### Task details
In the entries that follow, find every line containing "SchemeError" and copy it.

[Saved entries]
╔══

//! Scheme engine: template expressions that derive field values.
//!
//! ```text
//! <:umlauts><firstname>[0].<lastname><:lower>[COUNTER2]
//! └──┬────┘└────┬─────┘└┬┘  └───┬────┘└──┬──┘└───┬────┘
//!  global    field    slice   field   global  counter
//! ```
//!
//! - `<name>` inserts a field; `<name:lower:strip>` applies modifiers to it.
//! - `<:mod>` applies a modifier to the whole rendered value.
//! - `[n]`, `[a:b]`, `[:b]`, `[a:]` slice the preceding field by character.
//! - `[ALWAYSCOUNTER]` renders `1, 2, 3, …`; `[COUNTER2]` renders `"", 2, 3, …`.
//! - Any other bracket content is literal; `\` escapes the next character.

use std::collections::{BTreeMap, BTreeSet};
use std::fmt;
use std::str::FromStr;
use thiserror::Error;

use crate::config::RoleScoped;
use crate::error::ConfigurationError;
use crate::normalize::transliterate;
use crate::record::{fields, Record, Role};

/// Error raised while parsing or rendering a scheme expression.
#[derive(Debug, Clone, Error, PartialEq, Eq)]
pub enum SchemeError {
    #[error("unterminated '<' at position {position}")]
    UnterminatedField { position: usize },

    #[error("unterminated '[' at position {position}")]
    UnterminatedBracket { position: usize },

    #[error("empty field reference at position {position}")]
    EmptyField { position: usize },

    #[error("unknown modifier ':{modifier}'")]
    UnknownModifier { modifier: String },

    #[error("an expression may contain only one counter")]
    MultipleCounters,

    #[error("dangling escape at end of expression")]
    DanglingEscape,

    #[error("unknown field '{field}'")]
    UnknownField { field: String },
}

/// A text transformation.
#[derive(Debug, Clone, Copy, PartialEq, Eq)]
pub enum Modifier {
    Lower,
    Upper,
    /// Transliterate through the normalizer.
    Umlauts,
    /// Trim surrounding whitespace.
    Strip,
}

impl Modifier {
    #[must_use]
    pub fn as_str(&self) -> &'static str {
        match self {
            Modifier::Lower => "lower",
            Modifier::Upper => "upper",
            Modifier::Umlauts => "umlauts",
            Modifier::Strip => "strip",
        }
    }

    pub fn apply(&self, text: &str) -> String {
        match self {
            Modifier::Lower => text.to_lowercase(),
            Modifier::Upper => text.to_uppercase(),
            Modifier::Umlauts => transliterate(text),
            Modifier::Strip => text.trim().to_string(),
        }
    }
}

impl FromStr for Modifier {
    type Err = SchemeError;

    fn from_str(s: &str) -> Result<Self, Self::Err> {
        match s {
            "lower" => Ok(Modifier::Lower),
            "upper" => Ok(Modifier::Upper),
            "umlauts" => Ok(Modifier::Umlauts),
            "strip" => Ok(Modifier::Strip),
            other => Err(SchemeError::UnknownModifier {
                modifier: other.to_string(),
            }),
        }
    }
}

/// Counter placeholder style.
#[derive(Debug, Clone, Copy, PartialEq, Eq)]
pub enum CounterStyle {
    /// `[ALWAYSCOUNTER]`: 1, 2, 3, …
    Always,
    /// `[COUNTER2]`: empty, 2, 3, …
    FromTwo,
}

╚══

### Task solution
pub enum SchemeError {
    type Err = SchemeError;
            other => Err(SchemeError::UnknownModifier {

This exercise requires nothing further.